I address this to queer men and enbies because that is the culture in which I am most immersed, but I believe at heart there are similarities in the experience of seeking connection that cross identity categories. So if you find something in here that resonates with you, claim it! If it doesn’t, brush it aside!
Below are mini-essays that offer strategies for enjoying love and sex with responsibility, maturity, and respect for yourself and your partners. The following links will take you directly to each section:
Seeking Lust, Seeking Love
In my early twenties, when I was freshly out, I was one of the guys who “hated the gay scene” and imagined I was the rare soul who wanted true romance and connection amidst a group of shallow and hedonistic, vapid people. Unfortunately, this attitude made me haughty and judgmental of a lot of decent, authentic people who had a different relationship with their sexuality and gender than was comfortable for me.

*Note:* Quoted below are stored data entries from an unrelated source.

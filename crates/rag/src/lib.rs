pub mod config;
pub mod context;
pub mod embedding;
pub mod extractor;
pub mod pipeline;
pub mod pricing;

pub use config::{BoqConfig, EmbeddingConfig, EmbeddingProvider, FileConfig, DEFAULT_CONFIG_FILE};
pub use context::Services;
pub use embedding::{EmbeddingBackend, EmbeddingClient};
pub use extractor::ItemExtractor;
pub use pipeline::{
    compute_cost, ingest_bytes, ingest_file, list_cached, prepare_index, query, CostReport,
    IngestMode, IngestOptions, IngestReport, QueryOutcome,
};
pub use pricing::{
    compute_costs, CostCalculator, CostSummary, MaterialQuery, PriceTable, GRAND_TOTAL_LABEL,
};
pub use boq_llm::{ChatModel, LlmClient, LlmProvider, LlmRequest, LlmResponse};
use std::fs;
use std::io::Cursor;
use std::path::Path;

use calamine::{open_workbook_auto_from_rs, Data, Reader};
use csv::ReaderBuilder;

use crate::error::{BoqError, Result};
use crate::model::SourceRow;

pub const DESCRIPTION_COLUMN: &str = "Description";

#[derive(Debug, Clone, Copy, PartialEq, Eq)]
pub enum SpreadsheetFormat {
    Csv,
    Xls,
    Xlsx,
}

impl SpreadsheetFormat {
    pub fn from_filename(name: &str) -> Result<Self> {
        let ext = Path::new(name)
            .extension()
            .and_then(|ext| ext.to_str())
            .map(|ext| ext.to_lowercase())
            .unwrap_or_default();
        match ext.as_str() {
            "csv" => Ok(SpreadsheetFormat::Csv),
            "xls" => Ok(SpreadsheetFormat::Xls),
            "xlsx" => Ok(SpreadsheetFormat::Xlsx),
            _ => Err(BoqError::UnsupportedFormat(if ext.is_empty() {
                name.to_string()
            } else {
                format!(".{ext}")
            })),
        }
    }
}

/// Row-oriented view of the first sheet of a workbook (or of a CSV file).
#[derive(Debug, Clone, Default, PartialEq)]
pub struct Table {
    headers: Vec<String>,
    rows: Vec<Vec<String>>,
}

impl Table {
    pub fn new(headers: Vec<String>, rows: Vec<Vec<String>>) -> Self {
        Self { headers, rows }
    }

    pub fn headers(&self) -> &[String] {
        &self.headers
    }

    pub fn rows(&self) -> &[Vec<String>] {
        &self.rows
    }

    pub fn len(&self) -> usize {
        self.rows.len()
    }

    pub fn is_empty(&self) -> bool {
        self.rows.is_empty()
    }

    /// Headers match exactly, apart from surrounding whitespace.
    pub fn column_index(&self, name: &str) -> Option<usize> {
        self.headers.iter().position(|header| header.trim() == name)
    }

    pub fn require_column(&self, name: &str) -> Result<usize> {
        self.column_index(name)
            .ok_or_else(|| BoqError::MissingColumn(name.to_string()))
    }

    /// Cell at `row`/`column`, empty when the row is shorter than the header.
    pub fn cell(&self, row: usize, column: usize) -> &str {
        self.rows
            .get(row)
            .and_then(|cells| cells.get(column))
            .map(|cell| cell.as_str())
            .unwrap_or("")
    }

    pub fn source_rows(&self, column: &str) -> Result<Vec<SourceRow>> {
        let idx = self.require_column(column)?;
        Ok((0..self.rows.len())
            .map(|row| SourceRow {
                index: row,
                text: self.cell(row, idx).to_string(),
            })
            .collect())
    }

    pub fn concatenated_rows(&self) -> Vec<String> {
        self.rows
            .iter()
            .map(|cells| {
                cells
                    .iter()
                    .map(|cell| cell.trim())
                    .filter(|cell| !cell.is_empty())
                    .collect::<Vec<_>>()
                    .join(" ")
            })
            .collect()
    }
}

pub fn read_table(filename: &str, bytes: &[u8]) -> Result<Table> {
    match SpreadsheetFormat::from_filename(filename)? {
        SpreadsheetFormat::Csv => read_csv(bytes),
        SpreadsheetFormat::Xls | SpreadsheetFormat::Xlsx => read_workbook(bytes),
    }
}

pub fn read_table_path(path: &Path) -> Result<Table> {
    let name = path
        .file_name()
        .and_then(|name| name.to_str())
        .unwrap_or_default()
        .to_string();
    // Reject before touching the filesystem so a bad extension reads as a validation error.
    SpreadsheetFormat::from_filename(&name)?;
    let bytes = fs::read(path)?;
    read_table(&name, &bytes)
}

fn read_csv(bytes: &[u8]) -> Result<Table> {
    let mut reader = ReaderBuilder::new().flexible(true).from_reader(bytes);
    let headers = reader
        .headers()?
        .iter()
        .map(|cell| cell.to_string())
        .collect::<Vec<_>>();
    let mut rows = Vec::new();
    for record in reader.records() {
        let record = record?;
        rows.push(record.iter().map(|cell| cell.to_string()).collect());
    }
    Ok(Table::new(headers, rows))
}

fn read_workbook(bytes: &[u8]) -> Result<Table> {
    let mut workbook = open_workbook_auto_from_rs(Cursor::new(bytes.to_vec()))?;
    let range = match workbook.worksheet_range_at(0) {
        Some(range) => range?,
        None => return Ok(Table::default()),
    };
    let mut rows = range.rows();
    let headers = rows
        .next()
        .map(|row| row.iter().map(render_cell).collect::<Vec<_>>())
        .unwrap_or_default();
    let body = rows
        .map(|row| row.iter().map(render_cell).collect::<Vec<_>>())
        .collect();
    Ok(Table::new(headers, body))
}

fn render_cell(cell: &Data) -> String {
    match cell {
        Data::Empty => String::new(),
        Data::String(text) => text.clone(),
        other => other.to_string(),
    }
}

Essentially, I was deeply insecure, terrified of being excluded from a community I’d just joined, uncertain of my place in it, and hiding behind self-righteous superiority rather than risking authenticity. Not every queer man goes through this phase of coming out and joining the community, but it’s quite recognizable when it happens.
So many queer men say they truly want a connected, monogamous relationship, and are utterly uninterested in open relationships or the promiscuous gay culture—yet so many of these same folks have sex with guys they barely know, and sometimes guys in open relationships. What I’m saying is, their behavior does not seem to align with their stated values.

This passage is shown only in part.